Pour régler en partie le problème, la fondation Abbé Pierre, avec son délégué régional, Marc Uhry, préconise de "construire 500000 logements sociaux en France chaque année pendant 5 ans, dont 150000 très sociaux". Dans le Grand Lyon, Gérard Collomb affirme en construire 5000 chaque année. Gilles May-Carle répond que "1000 personnes en 2010 et 1045 personnes en 2011" ont quitté les centres d'hébergement d'urgence du Rhône pour les logements sociaux du "contingent préfectoral". "Une partie des autres n'ayant pas la possibilité de s'intégrer dans de tels logements parce qu'ils ont besoin d'un accompagnement spécifique", estime le directeur départemental de la cohésion sociale. Pour essayer de répondre à ce problème, la préfecture précise que "430 places en maison-relais ou pension de famille seront ouvertes fin mars dans le Rhône pour les personnes qui ne sont pas en capacité d'accéder à un logement autonome". Mais Maud Bigot, membre du collectif "Réel engagement SDF", affirme que ces maisons-relais ne sont pas adaptées puisque aucun suivi n'y est assuré le week-end.
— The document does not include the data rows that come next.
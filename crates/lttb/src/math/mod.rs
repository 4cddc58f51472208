//! Layer 2: Math
//!
//! # Purpose
//!
//! This layer provides the pure geometric functions the selection and
//! scoring algorithms are built from: triangle areas, average points and
//! timestamp arithmetic.
//!
//! # Architecture
//!
//! ```text
//! Layer 5: API
//!   ↓
//! Layer 4: Engine
//!   ↓
//! Layer 3: Algorithms
//!   ↓
//! Layer 2: Math ← You are here
//!   ↓
//! Layer 1: Primitives
//! ```

/// Triangle area, average point and timestamp deltas.
pub mod geometry;
//! Index-range buckets over a borrowed series.
//!
//! ## Purpose
//!
//! A bucket is a half-open range `[start, end)` of indices into the caller's
//! slice. A [`BucketLayout`] is an ordered list of such ranges partitioning
//! the whole series. Splitting and merging only rewrite ranges, the points
//! themselves are never copied or moved.
//!
//! ## Invariants
//!
//! * Buckets produced by the bucketing step are non-empty and contiguous.
//! * `split_at` and `merge_at` preserve coverage: the union of ranges is unchanged.

// Feature-gated imports
#[cfg(not(feature = "std"))]
use alloc::vec::Vec;
#[cfg(feature = "std")]
use std::vec::Vec;

// Internal dependencies
use crate::primitives::point::Point;

// Half-open index range `[start, end)` of one bucket.
#[derive(Copy, Clone, Debug, PartialEq, Eq)]
pub struct Bucket {
    // First index (inclusive).
    pub start: usize,

    // One past the last index (exclusive).
    pub end: usize,
}

impl Bucket {
    #[inline]
    pub fn new(start: usize, end: usize) -> Self {
        debug_assert!(start <= end, "Bucket::new: start must not exceed end");
        Self { start, end }
    }

    // Number of points in the bucket.
    #[inline]
    pub fn len(&self) -> usize {
        self.end - self.start
    }

    #[inline]
    pub fn is_empty(&self) -> bool {
        self.start >= self.end
    }

    // Borrow the bucket's points from the backing series.
    #[inline]
    pub fn points<'a, T>(&self, data: &'a [Point<T>]) -> &'a [Point<T>] {
        &data[self.start..self.end]
    }
}

/// Ordered partition of a series into contiguous buckets.
#[derive(Clone, Debug, PartialEq, Eq, Default)]
pub struct BucketLayout {
    buckets: Vec<Bucket>,
}

impl BucketLayout {
    /// Build a layout from ranges already known to be contiguous.
    pub fn from_buckets(buckets: Vec<Bucket>) -> Self {
        debug_assert!(
            buckets.windows(2).all(|w| w[0].end == w[1].start),
            "BucketLayout::from_buckets: buckets must be contiguous"
        );
        Self { buckets }
    }

    /// Number of buckets.
    #[inline]
    pub fn len(&self) -> usize {
        self.buckets.len()
    }

    /// Whether the layout has no buckets.
    #[inline]
    pub fn is_empty(&self) -> bool {
        self.buckets.is_empty()
    }

    /// All buckets in order.
    #[inline]
    pub fn as_slice(&self) -> &[Bucket] {
        &self.buckets
    }

    /// Total number of points covered.
    pub fn point_count(&self) -> usize {
        self.buckets.iter().map(Bucket::len).sum()
    }

    /// Split the bucket at `index` into two halves.
    ///
    /// An odd-sized bucket gives its extra point to the first half. Buckets
    /// with fewer than two points, and out-of-range indices, are left as is.
    /// Returns whether a split happened.
    pub fn split_at(&mut self, index: usize) -> bool {
        let Some(&bucket) = self.buckets.get(index) else {
            return false;
        };
        if bucket.len() < 2 {
            return false;
        }

        let mid = bucket.start + bucket.len().div_ceil(2);
        self.buckets[index] = Bucket::new(bucket.start, mid);
        self.buckets.insert(index + 1, Bucket::new(mid, bucket.end));
        true
    }

    /// Merge the bucket at `index` with the one after it.
    ///
    /// Out-of-range indices (including the last bucket) are left as is.
    /// Returns whether a merge happened.
    pub fn merge_at(&mut self, index: usize) -> bool {
        if index + 1 >= self.buckets.len() {
            return false;
        }

        let next = self.buckets.remove(index + 1);
        self.buckets[index].end = next.end;
        true
    }
}
//! Largest-triangle point selection.
//!
//! ## Purpose
//!
//! This module picks one representative point per bucket. Buckets are
//! visited left to right; within each interior bucket the point forming the
//! largest triangle with the previously selected point and the average of
//! the next bucket wins.
//!
//! ## Design notes
//!
//! * **Two entry points, one rule**: [`select_fixed`] derives fixed-width
//!   buckets on the fly, [`select_for_buckets`] walks an explicit layout
//!   (as produced by dynamic refinement). Both feed the same selection loop.
//! * **Indices out**: Selection returns indices into the input slice; the
//!   engine maps them to points.
//! * **Ties**: Only a strictly greater area replaces the current best, so
//!   the earliest point wins a tie.
//!
//! ## Invariants
//!
//! * Index 0 and index `n - 1` are always selected, first and last.
//! * Selected indices are strictly increasing.
//! * Each input point is scored at most once: O(n).

// Feature-gated imports
#[cfg(not(feature = "std"))]
use alloc::vec::Vec;
#[cfg(feature = "std")]
use std::vec::Vec;

// External dependencies
use num_traits::Float;

// Internal dependencies
use crate::algorithms::bucketing::BucketBoundaries;
use crate::math::geometry::{average_point, triangle_area};
use crate::primitives::bucket::{Bucket, BucketLayout};
use crate::primitives::errors::DownsampleError;
use crate::primitives::point::Point;

// ============================================================================
// Candidate Scoring
// ============================================================================

/// Position of the candidate with the largest triangle area against
/// `previous` and `anchor`, or `None` for an empty candidate list.
#[inline]
pub fn largest_triangle<T: Float>(
    candidates: &[Point<T>],
    previous: &Point<T>,
    anchor: &Point<T>,
) -> Option<usize> {
    let mut best: Option<(usize, T)> = None;

    for (j, candidate) in candidates.iter().enumerate() {
        let area = triangle_area(previous, candidate, anchor);
        let replace = match best {
            Some((_, max_area)) => area > max_area,
            None => true,
        };
        if replace {
            best = Some((j, area));
        }
    }

    best.map(|(j, _)| j)
}

// ============================================================================
// Selection
// ============================================================================

/// Select `threshold` points using fixed-width buckets.
pub fn select_fixed<T: Float>(
    data: &[Point<T>],
    threshold: usize,
) -> Result<Vec<usize>, DownsampleError> {
    let bounds = BucketBoundaries::new(data.len(), threshold)?;
    select_with(data, threshold, |index| bounds.bucket(index))
}

/// Select one point from every bucket of `layout`.
pub fn select_for_buckets<T: Float>(
    data: &[Point<T>],
    layout: &BucketLayout,
) -> Result<Vec<usize>, DownsampleError> {
    let buckets = layout.as_slice();
    if buckets.len() < 2 {
        return Err(DownsampleError::InvalidBucketCount {
            buckets: buckets.len(),
            len: data.len(),
        });
    }
    select_with(data, buckets.len(), |index| buckets[index])
}

// Shared left-to-right selection over `count` buckets.
fn select_with<T, F>(
    data: &[Point<T>],
    count: usize,
    bucket_at: F,
) -> Result<Vec<usize>, DownsampleError>
where
    T: Float,
    F: Fn(usize) -> Bucket,
{
    let first = bucket_at(0);
    let last = bucket_at(count - 1);
    if first.is_empty() || first.end > data.len() {
        return Err(DownsampleError::EmptyBucket { index: 0 });
    }
    if last.is_empty() || last.end > data.len() {
        return Err(DownsampleError::EmptyBucket { index: count - 1 });
    }

    let mut selected = Vec::with_capacity(count);
    let mut previous = first.start;
    selected.push(previous);

    for index in 1..count - 1 {
        let current = bucket_at(index);
        let next = bucket_at(index + 1);

        let anchor = average_point(next.points(data))
            .map_err(|_| DownsampleError::EmptyBucket { index: index + 1 })?;

        let offset = largest_triangle(current.points(data), &data[previous], &anchor)
            .ok_or(DownsampleError::EmptyBucket { index })?;

        previous = current.start + offset;
        selected.push(previous);
    }

    selected.push(last.start);
    Ok(selected)
}
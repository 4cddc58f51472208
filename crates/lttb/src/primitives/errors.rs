//! Error types for downsampling operations.
//!
//! ## Purpose
//!
//! This module defines the error conditions that can occur while
//! downsampling a series, covering input validation, threshold and bucket
//! count constraints, and internal states the bucketing invariants rule out.
//!
//! ## Design notes
//!
//! * **Contextual**: Errors carry the offending values (threshold, length, index).
//! * **Classified**: Every variant maps onto an [`ErrorKind`] so callers can
//!   tell contract violations apart from broken internal invariants.
//! * **No-std**: Supports `no_std` environments by using `alloc` for dynamic messages.
//!
//! ## Non-goals
//!
//! * This module does not perform the validation logic itself.
//! * This module does not provide error recovery or fallback strategies.

// Feature-gated imports
#[cfg(not(feature = "std"))]
use alloc::string::String;
#[cfg(feature = "std")]
use std::error::Error;
#[cfg(feature = "std")]
use std::string::String;

// External dependencies
use core::fmt::{Display, Formatter, Result};

// ============================================================================
// Error Kind
// ============================================================================

/// Coarse classification of a [`DownsampleError`].
#[derive(Debug, Clone, Copy, PartialEq, Eq)]
pub enum ErrorKind {
    /// The caller supplied input or parameters outside the supported contract.
    InvalidArgument,

    /// An internal invariant was violated (e.g. an empty bucket reached selection).
    Unreachable,
}

// ============================================================================
// Error Type
// ============================================================================

/// Error type for downsampling operations.
#[derive(Debug, Clone, PartialEq)]
pub enum DownsampleError {
    /// Input series is empty but a reduction was requested.
    EmptyInput,

    /// Threshold cannot produce an output that keeps both endpoints.
    InvalidThreshold {
        /// Requested number of output points.
        threshold: usize,
        /// Number of input points.
        len: usize,
    },

    /// Bucket count is incompatible with the number of points.
    InvalidBucketCount {
        /// Requested number of buckets.
        buckets: usize,
        /// Number of input points.
        len: usize,
    },

    /// Timestamp and value columns must have the same number of elements.
    MismatchedInputs {
        /// Number of timestamps.
        timestamps_len: usize,
        /// Number of values.
        values_len: usize,
    },

    /// Input data contains NaN or infinite values.
    InvalidNumericValue(String),

    /// Timestamps decrease at the given index.
    UnorderedTimestamps {
        /// Index of the first point whose timestamp is below its predecessor's.
        index: usize,
    },

    /// Parameter was set multiple times in the builder.
    DuplicateParameter {
        /// Name of the parameter that was set multiple times.
        parameter: &'static str,
    },

    /// A required builder parameter was never set.
    MissingParameter {
        /// Name of the missing parameter.
        parameter: &'static str,
    },

    /// A bucket with no points reached a step that needs at least one.
    EmptyBucket {
        /// Index of the bucket within its layout.
        index: usize,
    },
}

impl DownsampleError {
    /// Classify the error.
    pub fn kind(&self) -> ErrorKind {
        match self {
            Self::EmptyBucket { .. } => ErrorKind::Unreachable,
            _ => ErrorKind::InvalidArgument,
        }
    }
}

// ============================================================================
// Display Implementation
// ============================================================================

impl Display for DownsampleError {
    fn fmt(&self, f: &mut Formatter<'_>) -> Result {
        match self {
            Self::EmptyInput => write!(f, "Input series is empty"),
            Self::InvalidThreshold { threshold, len } => {
                write!(
                    f,
                    "Invalid threshold: {threshold} for {len} points (must be 0, at least 2, or >= the input length)"
                )
            }
            Self::InvalidBucketCount { buckets, len } => {
                write!(
                    f,
                    "Invalid bucket count: {buckets} for {len} points (must be between 3 and the input length, or 2 for exactly 2 points)"
                )
            }
            Self::MismatchedInputs {
                timestamps_len,
                values_len,
            } => {
                write!(
                    f,
                    "Length mismatch: {timestamps_len} timestamps, {values_len} values"
                )
            }
            Self::InvalidNumericValue(s) => write!(f, "Invalid numeric value: {s}"),
            Self::UnorderedTimestamps { index } => {
                write!(
                    f,
                    "Timestamps must be non-decreasing: point {index} is earlier than point {}",
                    index.saturating_sub(1)
                )
            }
            Self::DuplicateParameter { parameter } => {
                write!(
                    f,
                    "Parameter '{parameter}' was set multiple times. Each parameter can only be configured once."
                )
            }
            Self::MissingParameter { parameter } => {
                write!(f, "Parameter '{parameter}' must be set before building")
            }
            Self::EmptyBucket { index } => {
                write!(f, "Bucket {index} is empty (bucket layout invariant violated)")
            }
        }
    }
}

// ============================================================================
// Standard Error Trait
// ============================================================================

#[cfg(feature = "std")]
impl Error for DownsampleError {}
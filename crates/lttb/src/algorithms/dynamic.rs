//! Dynamic bucket refinement (Largest-Triangle-Dynamic).
//!
//! ## Purpose
//!
//! Starting from the fixed-width layout, this module repeatedly moves bucket
//! boundaries toward regions the regression scorer marks as poorly
//! approximated: the worst bucket is split in two and the best adjacent pair
//! is merged, so the bucket count never changes.
//!
//! ## Key concepts
//!
//! * **Budget**: at most `n * 10 / buckets` rounds.
//! * **Split candidate**: interior bucket with more than one point and the
//!   highest SSE above zero; the first one wins ties.
//! * **Merge candidate**: adjacent interior pair with the lowest summed SSE,
//!   never touching the split candidate.
//!
//! ## Invariants
//!
//! * The layout keeps its bucket count and its coverage of `0..n`.
//! * The endpoint buckets are never split or merged.

// External dependencies
use num_traits::Float;
use tracing::trace;

// Internal dependencies
use crate::algorithms::regression::sse_for_buckets;
use crate::primitives::bucket::BucketLayout;
use crate::primitives::errors::DownsampleError;
use crate::primitives::point::Point;

// ============================================================================
// Refinement Outcome
// ============================================================================

/// Why a refinement run stopped.
#[derive(Debug, Clone, Copy, PartialEq, Eq)]
pub enum StopReason {
    /// The round budget was used up.
    Budget,

    /// No interior bucket with more than one point had a positive SSE.
    NoSplitCandidate,

    /// No adjacent interior pair was left once the split candidate was excluded.
    NoMergeCandidate,
}

/// Summary of a refinement run.
#[derive(Debug, Clone, Copy, PartialEq, Eq)]
pub struct Refinement {
    /// Rounds that split and merged buckets.
    pub rounds: usize,

    /// Round budget for this input.
    pub budget: usize,

    /// Why the run ended.
    pub stop_reason: StopReason,
}

// ============================================================================
// Candidate Search
// ============================================================================

/// Round budget for `n` points in `buckets` buckets.
#[inline]
pub fn iteration_budget(n: usize, buckets: usize) -> usize {
    if buckets == 0 {
        return 0;
    }
    n.saturating_mul(10) / buckets
}

/// Interior bucket to split, if any.
///
/// `sse` is laid out as returned by `sse_for_buckets`: entry `i - 1` scores bucket `i`.
pub fn find_highest_sse_bucket<T: Float>(layout: &BucketLayout, sse: &[T]) -> Option<usize> {
    let buckets = layout.as_slice();
    let mut max_sse = T::zero();
    let mut max_index = None;

    for index in 1..buckets.len().saturating_sub(1) {
        let score = sse[index - 1];
        if buckets[index].len() > 1 && score > max_sse {
            max_sse = score;
            max_index = Some(index);
        }
    }

    max_index
}

/// First bucket of the adjacent interior pair to merge, if any.
///
/// Pairs containing `ignore` are skipped.
pub fn find_lowest_sse_pair<T: Float>(sse: &[T], ignore: usize) -> Option<usize> {
    // `sse` holds one entry per bucket except the first, so buckets `i` and
    // `i + 1` are both interior while `i + 1 < sse.len()`.
    let mut min_sse = T::max_value();
    let mut min_index = None;

    for index in 1..sse.len().saturating_sub(1) {
        if index == ignore || index + 1 == ignore {
            continue;
        }

        let combined = sse[index - 1] + sse[index];
        if combined < min_sse {
            min_sse = combined;
            min_index = Some(index);
        }
    }

    min_index
}

// ============================================================================
// Refinement Loop
// ============================================================================

/// Reshape `layout` in place by SSE-driven split/merge rounds.
pub fn refine<T: Float>(
    data: &[Point<T>],
    layout: &mut BucketLayout,
) -> Result<Refinement, DownsampleError> {
    let budget = iteration_budget(data.len(), layout.len());

    for round in 0..budget {
        let sse = sse_for_buckets(data, layout)?;

        let Some(high) = find_highest_sse_bucket(layout, &sse) else {
            return Ok(Refinement {
                rounds: round,
                budget,
                stop_reason: StopReason::NoSplitCandidate,
            });
        };

        let Some(mut low) = find_lowest_sse_pair(&sse, high) else {
            return Ok(Refinement {
                rounds: round,
                budget,
                stop_reason: StopReason::NoMergeCandidate,
            });
        };

        layout.split_at(high);
        if low > high {
            low += 1;
        }
        layout.merge_at(low);
        debug_assert_eq!(layout.point_count(), data.len(), "refine: coverage lost");

        trace!(round, split = high, merge = low, "refined bucket layout");
    }

    Ok(Refinement {
        rounds: budget,
        budget,
        stop_reason: StopReason::Budget,
    })
}
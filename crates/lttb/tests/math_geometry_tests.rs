#![cfg(feature = "dev")]
//! Tests for geometry helpers.
//!
//! ## Test Organization
//!
//! 1. **Triangle Area** - known areas, symmetry, non-negativity
//! 2. **Average Point** - means, truncation, overflow, empty input
//! 3. **Timestamp Deltas** - signed differences

use approx::assert_relative_eq;

use lttb::internals::math::geometry::{average_point, time_delta, triangle_area};
use lttb::internals::primitives::errors::DownsampleError;
use lttb::internals::primitives::point::Point;

// ============================================================================
// Triangle Area Tests
// ============================================================================

/// Area of a known triangle.
#[test]
fn test_triangle_area_known_value() {
    let a = Point::new(0, 0.0f64);
    let b = Point::new(3, 9.0);
    let c = Point::new(6, 0.0);

    assert_relative_eq!(triangle_area(&a, &b, &c), 27.0, epsilon = 1e-12);
}

/// Area does not depend on vertex order.
#[test]
fn test_triangle_area_vertex_order() {
    let a = Point::new(2, 1.5f64);
    let b = Point::new(5, -4.0);
    let c = Point::new(11, 3.25);

    let reference = triangle_area(&a, &b, &c);
    assert!(reference > 0.0);
    assert_relative_eq!(triangle_area(&a, &c, &b), reference, epsilon = 1e-12);
    assert_relative_eq!(triangle_area(&b, &a, &c), reference, epsilon = 1e-12);
    assert_relative_eq!(triangle_area(&c, &b, &a), reference, epsilon = 1e-12);
}

/// Collinear points span no area.
#[test]
fn test_triangle_area_collinear() {
    let a = Point::new(0, 0.0f64);
    let b = Point::new(1, 2.0);
    let c = Point::new(4, 8.0);

    assert_eq!(triangle_area(&a, &b, &c), 0.0);
}

/// Later-than-anchor points do not wrap around.
#[test]
fn test_triangle_area_reversed_timestamps() {
    let a = Point::new(6, 0.0f64);
    let b = Point::new(3, 9.0);
    let c = Point::new(0, 0.0);

    assert_relative_eq!(triangle_area(&a, &b, &c), 27.0, epsilon = 1e-12);
}

/// Epoch-scale timestamps keep exact deltas.
#[test]
fn test_triangle_area_large_timestamps() {
    let base = u64::MAX - 100;
    let a = Point::new(base, 0.0f64);
    let b = Point::new(base + 3, 9.0);
    let c = Point::new(base + 6, 0.0);

    assert_relative_eq!(triangle_area(&a, &b, &c), 27.0, epsilon = 1e-12);
}

// ============================================================================
// Average Point Tests
// ============================================================================

/// Mean of timestamps and values.
#[test]
fn test_average_point_mean() {
    let points = [Point::new(2, 1.0f64), Point::new(4, 2.0), Point::new(6, 6.0)];
    let avg = average_point(&points).unwrap();

    assert_eq!(avg.timestamp, 4);
    assert_relative_eq!(avg.value, 3.0, epsilon = 1e-12);
}

/// The timestamp mean is truncated to an integer.
#[test]
fn test_average_point_truncates_timestamp() {
    let points = [Point::new(1, 1.0f64), Point::new(2, 2.0)];
    let avg = average_point(&points).unwrap();

    assert_eq!(avg.timestamp, 1);
    assert_relative_eq!(avg.value, 1.5, epsilon = 1e-12);
}

/// Summing large timestamps does not overflow.
#[test]
fn test_average_point_no_overflow() {
    let points = [Point::new(u64::MAX, 1.0f64), Point::new(u64::MAX - 2, 3.0)];
    let avg = average_point(&points).unwrap();

    assert_eq!(avg.timestamp, u64::MAX - 1);
    assert_relative_eq!(avg.value, 2.0, epsilon = 1e-12);
}

/// A single point is its own average.
#[test]
fn test_average_point_single() {
    let p = Point::new(42, -7.5f32);
    assert_eq!(average_point(&[p]).unwrap(), p);
}

/// Empty input is an error, not NaN.
#[test]
fn test_average_point_empty() {
    let points: [Point<f64>; 0] = [];
    assert_eq!(average_point(&points), Err(DownsampleError::EmptyInput));
}

// ============================================================================
// Timestamp Delta Tests
// ============================================================================

/// Deltas are signed.
#[test]
fn test_time_delta_signed() {
    assert_eq!(time_delta::<f64>(3, 10), 7.0);
    assert_eq!(time_delta::<f64>(10, 3), -7.0);
    assert_eq!(time_delta::<f64>(5, 5), 0.0);
    assert_eq!(time_delta::<f64>(u64::MAX, u64::MAX - 1), -1.0);
}
/// Resolves the escape sequences `\n \t \r \" \' \\` in a raw string body.
pub fn parse_escaped(text: &str) -> String {
    let chars: Vec<char> = text.chars().collect();
    let mut out = String::with_capacity(text.len());
    let mut i = 0;
    while i < chars.len() {
        if chars[i] == '\\' && i + 1 < chars.len() {
            i += 1;
            match chars[i] {
                'n' => out.push('\n'),
                't' => out.push('\t'),
                'r' => out.push('\r'),
                '"' => out.push('"'),
                '\'' => out.push('\''),
                '\\' => out.push('\\'),
                other => out.push(other),
            }
        } else {
            out.push(chars[i]);
        }
        i += 1;
    }
    out
}

/// Strips the given string delimiter from both ends and resolves escapes.
pub fn destr(text: &str, delim: char) -> String {
    if text.len() >= 2 && text.starts_with(delim) && text.ends_with(delim) {
        let inner = &text[delim.len_utf8()..text.len() - delim.len_utf8()];
        parse_escaped(inner)
    } else {
        text.to_string()
    }
}

/// Splits a template-string body at balanced `${…}` boundaries. Expression
/// parts keep their `${…}` wrapper so the caller can tell them apart.
pub fn parse_template(text: &str) -> Vec<String> {
    let chars: Vec<char> = text.chars().collect();
    let mut depth = 0;
    let mut cur = String::new();
    let mut parts = Vec::new();
    let mut i = 0;
    while i < chars.len() {
        if i + 1 < chars.len() && chars[i] == '$' && chars[i + 1] == '{' {
            if depth == 0 && !cur.is_empty() {
                parts.push(std::mem::take(&mut cur));
            }
            cur.push_str("${");
            depth += 1;
            i += 2;
            continue;
        }
        if chars[i] == '}' && depth > 0 {
            depth -= 1;
            cur.push('}');
            if depth == 0 {
                parts.push(std::mem::take(&mut cur));
            }
            i += 1;
            continue;
        }
        cur.push(chars[i]);
        i += 1;
    }
    if !cur.is_empty() {
        parts.push(cur);
    }
    parts
}

fn find_matching_paren(chars: &[char], start: usize) -> Option<usize> {
    let mut depth = 1;
    let mut i = start + 1;
    while i < chars.len() {
        match chars[i] {
            '(' => depth += 1,
            ')' => {
                depth -= 1;
                if depth == 0 {
                    return Some(i);
                }
            }
            _ => {}
        }
        i += 1;
    }
    None
}

fn is_closing(c: char) -> bool {
    c == ']' || c == '"' || c == '}' || c == ')' || c.is_ascii_alphanumeric() || c == '_'
}

/// Surrounds binary-operator glyphs with spaces when they directly follow a
/// closing lexeme, so `a+b` lexes as three lexemes. Strings pass through.
fn space_operators(code: &str) -> String {
    let chars: Vec<char> = code.chars().collect();
    let mut out = String::with_capacity(code.len());
    let mut prev: Option<char> = None;
    let mut i = 0;
    while i < chars.len() {
        let c = chars[i];
        if c == '"' || c == '\'' || c == '`' {
            out.push(c);
            i += 1;
            let mut escaped = false;
            while i < chars.len() {
                let d = chars[i];
                out.push(d);
                i += 1;
                if escaped {
                    escaped = false;
                } else if d == '\\' {
                    escaped = true;
                } else if d == c {
                    break;
                }
            }
            prev = Some(c);
            continue;
        }
        if matches!(prev, Some(p) if is_closing(p)) {
            let mut matched: Option<String> = None;
            if i + 1 < chars.len() {
                let two: String = chars[i..i + 2].iter().collect();
                if GLYPHS_TWO.contains(&two.as_str()) {
                    matched = Some(two);
                }
            }
            if matched.is_none() && GLYPHS_ONE.contains(&c) {
                matched = Some(c.to_string());
            }
            if let Some(glyph) = matched {
                let end = i + glyph.chars().count();
                if end < chars.len() && !chars[end].is_whitespace() {
                    out.push(' ');
                    out.push_str(&glyph);
                    out.push(' ');
                    prev = Some(' ');
                    i = end;
                    continue;
                }
            }
        }
        out.push(c);
        prev = Some(c);
        i += 1;
    }
    out
}

/// The parser front end. Owns the signature table that the code generator
/// consults for user-function return types.
#[derive(Default)]
pub struct Parser {
    pub function_return_types: HashMap<String, FunctionSignature>,
}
Elargir le droit au travail

Pour Jérôme Colrat, directeur d'Alynéa, la situation ne sera pas réglée à Lyon tant que les personnes logées dans les centres d'hébergement d'urgence n'auront "aucun droit par rapport au travail". Il plaide pour les "sortir de cette logique d'assistance destructrice", tout comme Jean-François Ploquin, directeur de Forum Réfugiés, qui regrette que "les demandeurs d'asile [soient] privés de travail en France depuis 1991". Il rappelle qu'entre le moment où une personne demande l'asile et celui où les autorités lui répondent, il peut se passer deux ans sans droit au travail. Dans le Rhône, 2000 personnes demandent chaque année l'asile, selon jean-François Ploquin, dont 30 % seulement voient leur demande acceptée, ce qui fait 600 personnes qui "passent souvent par les centres d'hébergement d'urgence". Ces centres proposent en effet un accueil "inconditionnel", rappelle Jérôme Colrat. "La place prise par les demandeurs d'asile a éjecté du système un public plus traditionnel", note Olivier Noblecourt, adjoint au maire de Grenoble. Ce qui provoque selon lui "des logiques de racisme", "une perversion des systèmes de critères". L'élu plaide pour "la régionalisation de la demande d'asile" et pour "une augmentation de l'offre temporaire".